Blog | Permanezcan borrachos

No seas tonto

Dimitir es maravilloso, en cualquier orden de la vida. Pero maravilloso. No hay drama alguno en hacerlo cuando es un acto deseado. Tenemos que metérnoslo en la cabeza. Dimitir no es como caer de un quinto piso y quedar hecho papilla, para el arrastre. Tu dimisión solo significa que te vas, que renuncias, que haces dejación de algo. Puede ser de un empleo, de un libro, de una opinión lamentable, de la vida, de una relación, de un guiso de carne del que prefieres no decir nada, de la presencia en algún lugar… yo qué sé de cuantas cosas. No se pueden abarcar todas las dimisiones posibles en una columna. Hay que precisar, sin embargo, que no cualquiera sabe dimitir, o puede, o tiene ganas. Esto es importante. La dimisión necesita de la oportunidad. Lamentablemente, está sometida a condiciones. 

MARUXA
MARUXA

En algunos casos quieres, están dimiendo ya, de hecho, y tus planes se frustran inesperadamente. Tengo buen recuerdo, aunque agridulce, de una dimisión así, sobre la que escribió Bioy Casares. Almeyda era uno de sus personajes, y una mañana de invierno resolvía suicidarse, o dimitir, sin salir de casa. Cero complicaciones. Se ponía un traje azul nuevo, anudaba la corbata y le agregaba un alfiler con una herradora de la suerte, por si acaso. Cuando ya miraba al revólver, y se despedía del mundo, apreciaba el roce de un papel y veía surgir un sobre por debajo de la puerta. La dimisión se interrumpía. Almeyda sentía curiosidad y se acercaba a recoger el sobre. Era la factura del sastre. A partir de ese instante, el personaje remontaba y posponía su dimisión. Había fallado la oportunidad. 

Dimitir porque te acorralan, como pasa algunas veces, no debería ni llamarse dimisión. Hacerlo por placer, porque es enriquecedor, eso sí que es dimitir. Así que si puedes, hazlo, no seas tonto. Desgraciadamente, casi siempre hay obstáculos que salvar antes de llegar a anunciar "dimito". Todos mis amigos, y sus amigos, por lo que me cuentan, y desde luego yo también, dejaríamos a menudo lo que estamos haciendo y nos iríamos, o nos mudaríamos, o plantaríamos la comida que acabamos de hacer nosotros mismos, o saltaríamos del avión, o saldríamos de la sala del cine, o de una novela, o del estadio. Pero no es el momento. 
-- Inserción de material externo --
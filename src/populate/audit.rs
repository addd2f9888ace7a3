//! Populate coverage audit.
//!
//! Every relational field a model type declares must be named in the populate
//! tree sent for it, otherwise Strapi omits it and the typed value silently
//! falls back to its default. The audit compares each shared definition with
//! the [`Shape`] of the type it is decoded into, and with the backend schema.

use super::{
    article_populate, global_populate, landing_page_populate, page_populate, PopulateNode,
    Relations,
};
use crate::error::AppError;
use crate::model::{Article, Global, LandingPage, Page, RelationShape, Shape};
use crate::schema::{self, SchemaRef, SchemaViolation};
use std::fmt;

#[derive(Debug, Clone, Copy, PartialEq, Eq)]
pub enum GapKind {
    /// The type reads the field but the tree never asks for it.
    NotPopulated,
    /// A media field is populated without the `url`/`alternativeText` restriction.
    MediaNotRestricted,
    /// A dynamic zone has no `on` branch for one of the block variants.
    MissingVariant,
}

/// A field the type expects that the populate tree does not deliver.
#[derive(Debug, Clone, PartialEq, Eq)]
pub struct CoverageGap {
    pub path: String,
    pub kind: GapKind,
}

impl fmt::Display for CoverageGap {
    fn fmt(&self, f: &mut fmt::Formatter<'_>) -> fmt::Result {
        let reason = match self.kind {
            GapKind::NotPopulated => "not populated",
            GapKind::MediaNotRestricted => "media not restricted to url and alternativeText",
            GapKind::MissingVariant => "no populate branch for this block variant",
        };
        write!(f, "{}: {}", self.path, reason)
    }
}

/// Compares a populate tree against the relations a type declares.
///
/// `shape` is normally `T::relation_shape()` for the root type; anything
/// other than [`Shape::Nested`] at the root is treated as having no fields.
pub fn check_coverage(relations: &Relations, shape: &Shape) -> Vec<CoverageGap> {
    let mut gaps = Vec::new();
    if let Shape::Nested(fields) = shape {
        check_fields("", relations, fields, &mut gaps);
    }
    gaps
}

fn join(path: &str, name: &str) -> String {
    if path.is_empty() {
        name.to_string()
    } else {
        format!("{}.{}", path, name)
    }
}

fn gap(path: String, kind: GapKind, out: &mut Vec<CoverageGap>) {
    out.push(CoverageGap { path, kind });
}

fn check_fields(
    path: &str,
    relations: &Relations,
    fields: &[(&'static str, Shape)],
    out: &mut Vec<CoverageGap>,
) {
    for (name, shape) in fields {
        let field_path = join(path, name);
        match relations {
            Relations::None => gap(field_path, GapKind::NotPopulated, out),
            Relations::All => check_node(field_path, &PopulateNode::Include, shape, out),
            Relations::Fields(entries) => match entries.get(*name) {
                Some(node) => check_node(field_path, node, shape, out),
                None => gap(field_path, GapKind::NotPopulated, out),
            },
        }
    }
}

fn check_node(path: String, node: &PopulateNode, shape: &Shape, out: &mut Vec<CoverageGap>) {
    match shape {
        Shape::Leaf => {}
        Shape::Media => {
            if !node.is_media_selection() {
                gap(path, GapKind::MediaNotRestricted, out);
            }
        }
        Shape::Nested(fields) => match node {
            PopulateNode::Include => check_fields(&path, &Relations::None, fields, out),
            PopulateNode::Select(selection) => {
                check_fields(&path, &selection.populate, fields, out)
            }
        },
        Shape::Zone(variants) => {
            for (tag, variant) in variants {
                let branch_path = format!("{}[{}]", path, tag);
                match node.variant(tag) {
                    Some(branch) => check_node(branch_path, branch, variant, out),
                    None => gap(branch_path, GapKind::MissingVariant, out),
                }
            }
        }
    }
}

/// Coverage and schema results for one content type.
#[derive(Debug, Clone)]
pub struct AuditEntry {
    pub content_type: &'static str,
    pub gaps: Vec<CoverageGap>,
    pub violations: Vec<SchemaViolation>,
}

impl AuditEntry {
    fn run(content_type: &'static str, relations: Relations, shape: Shape) -> Self {
        let violations = match schema::content_type(content_type) {
            Some(declared) => schema::validate(SchemaRef::ContentType(declared), &relations),
            None => Vec::new(),
        };
        let entry = Self {
            content_type,
            gaps: check_coverage(&relations, &shape),
            violations,
        };
        log::debug!(
            "audited {}: {} gap(s), {} schema violation(s)",
            content_type,
            entry.gaps.len(),
            entry.violations.len()
        );
        entry
    }

    pub fn is_clean(&self) -> bool {
        self.gaps.is_empty() && self.violations.is_empty()
    }
}

#[derive(Debug, Clone)]
pub struct AuditReport {
    pub entries: Vec<AuditEntry>,
}

impl AuditReport {
    pub fn is_clean(&self) -> bool {
        self.entries.iter().all(AuditEntry::is_clean)
    }

    /// Every problem as `<content type>: <path>: <reason>`.
    pub fn issues(&self) -> Vec<String> {
        self.entries
            .iter()
            .flat_map(|entry| {
                let gaps = entry.gaps.iter().map(ToString::to_string);
                let violations = entry.violations.iter().map(ToString::to_string);
                gaps.chain(violations)
                    .map(move |issue| format!("{}: {}", entry.content_type, issue))
            })
            .collect()
    }

    pub fn into_result(self) -> Result<Self, AppError> {
        if self.is_clean() {
            Ok(self)
        } else {
            Err(AppError::AuditFailed {
                issues: self.issues(),
            })
        }
    }
}

/// Audits every shared populate definition against its record type.
pub fn audit_all() -> AuditReport {
    AuditReport {
        entries: vec![
            AuditEntry::run("global", global_populate(), Global::relation_shape()),
            AuditEntry::run(
                "landing-page",
                landing_page_populate(),
                LandingPage::relation_shape(),
            ),
            AuditEntry::run("page", page_populate(), Page::relation_shape()),
            AuditEntry::run("article", article_populate(), Article::relation_shape()),
        ],
    }
}

#[cfg(test)]
mod tests {
    use super::*;
    use crate::model::{Block, HeroBlock};
    use pretty_assertions::assert_eq;

    #[test]
    fn test_shared_definitions_are_complete() {
        let report = audit_all();
        assert_eq!(report.issues(), Vec::<String>::new());
        assert!(report.into_result().is_ok());
    }

    #[test]
    fn test_missing_nested_media_is_a_gap() {
        let relations = Relations::fields([("blocks", {
            let mut zone = crate::populate::blocks_populate().clone();
            if let PopulateNode::Select(selection) = &mut zone {
                selection
                    .on
                    .insert("blocks.hero".to_string(), PopulateNode::include());
            }
            zone
        })]);
        let gaps = check_coverage(&relations, &Page::relation_shape());
        assert_eq!(
            gaps,
            vec![
                CoverageGap {
                    path: "blocks[blocks.hero].image".to_string(),
                    kind: GapKind::NotPopulated,
                },
                CoverageGap {
                    path: "blocks[blocks.hero].links".to_string(),
                    kind: GapKind::NotPopulated,
                },
            ]
        );
    }

    #[test]
    fn test_dropped_variant_is_reported() {
        let mut zone = crate::populate::blocks_populate().clone();
        if let PopulateNode::Select(selection) = &mut zone {
            selection.on.shift_remove("blocks.markdown");
        }
        let gaps = check_coverage(
            &Relations::fields([("blocks", zone)]),
            &Shape::nested([("blocks", Block::relation_shape())]),
        );
        assert_eq!(
            gaps,
            vec![CoverageGap {
                path: "blocks[blocks.markdown]".to_string(),
                kind: GapKind::MissingVariant,
            }]
        );
    }

    #[test]
    fn test_wildcard_counts_as_include() {
        let gaps = check_coverage(&Relations::All, &HeroBlock::relation_shape());
        assert_eq!(
            gaps.iter().map(ToString::to_string).collect::<Vec<_>>(),
            vec!["image: media not restricted to url and alternativeText"]
        );
    }

    #[test]
    fn test_failed_audit_lists_issues() {
        let report = AuditReport {
            entries: vec![AuditEntry::run(
                "article",
                Relations::fields([("author", PopulateNode::include())]),
                Article::relation_shape(),
            )],
        };
        assert!(!report.is_clean());
        let issues = report.issues();
        assert!(issues.contains(&"article: featuredImage: not populated".to_string()));
        assert!(issues.contains(&"article: author.image: not populated".to_string()));
        match report.into_result() {
            Err(AppError::AuditFailed { issues }) => assert_eq!(issues.len(), 4),
            other => panic!("expected audit failure, got {:?}", other),
        }
    }
}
Qué bonito sería dimitir fácilmente, dimitir por amor a la dimisión, por entonar un "paso", un "me voy", un "chau", un "se acabó". Renunciar a algo a las nueve de la mañana, y a otra cosa a mediodía, y a una tercera antes de que se haga de noche, sin otra consecuencia que acabar una historia y comenzar otra. Solo es un irse, en cierto modo. E irnos, a pequeña escala, y aunque sea a costa de volver enseguida, es lo que más hacemos a lo largo de un día común. Si nos ponemos intensos, la vida es una inacabable suma de me voy, con los que saltas de un asunto a otro y a otro y otro, sin demasiados rasguños. 

Yo me fui tres veces de un empleo porque me apeteció. Otras muchas, aunque también me apetecía, tuve que quedarme, por desesperación. O me echaron. Nada se iguala a irse por gusto. "¿Renunciar o resistir?" es un dilema presente a lo largo de la vida. No hay demasiada costumbre, o cultura, de decir "Me harté", y con la misma, en efecto, marcharte sin miedo al futuro. Casi siempre estás harto, pero aguantas un poquito más, y después otro poco más, y así quizá hasta la muerte, si mueres. Es como si nunca estuvieses harto del todo, al punto irremediable de explotar porque tuviste suficiente. 

En EE.UU. están ya renunciando de forma voluntaria a sus empleos millones de personas. Le llaman La Gran Dimisión. No es que estén hartos. Están hartos de su existencia agotadora y se van a casa. En cualquier huida, la dificultad estriba en hallar el arrojo para irse. 

Llega un día, cuando al fin ves lo que tienes delante de las narices, que descubres que el hombre es, como en el verso de Valery, un pájaro atrapado fuera de la jaula, y que debe descubrir el modo de destruir la jaula y su exterior sin temer a lo que vendrá.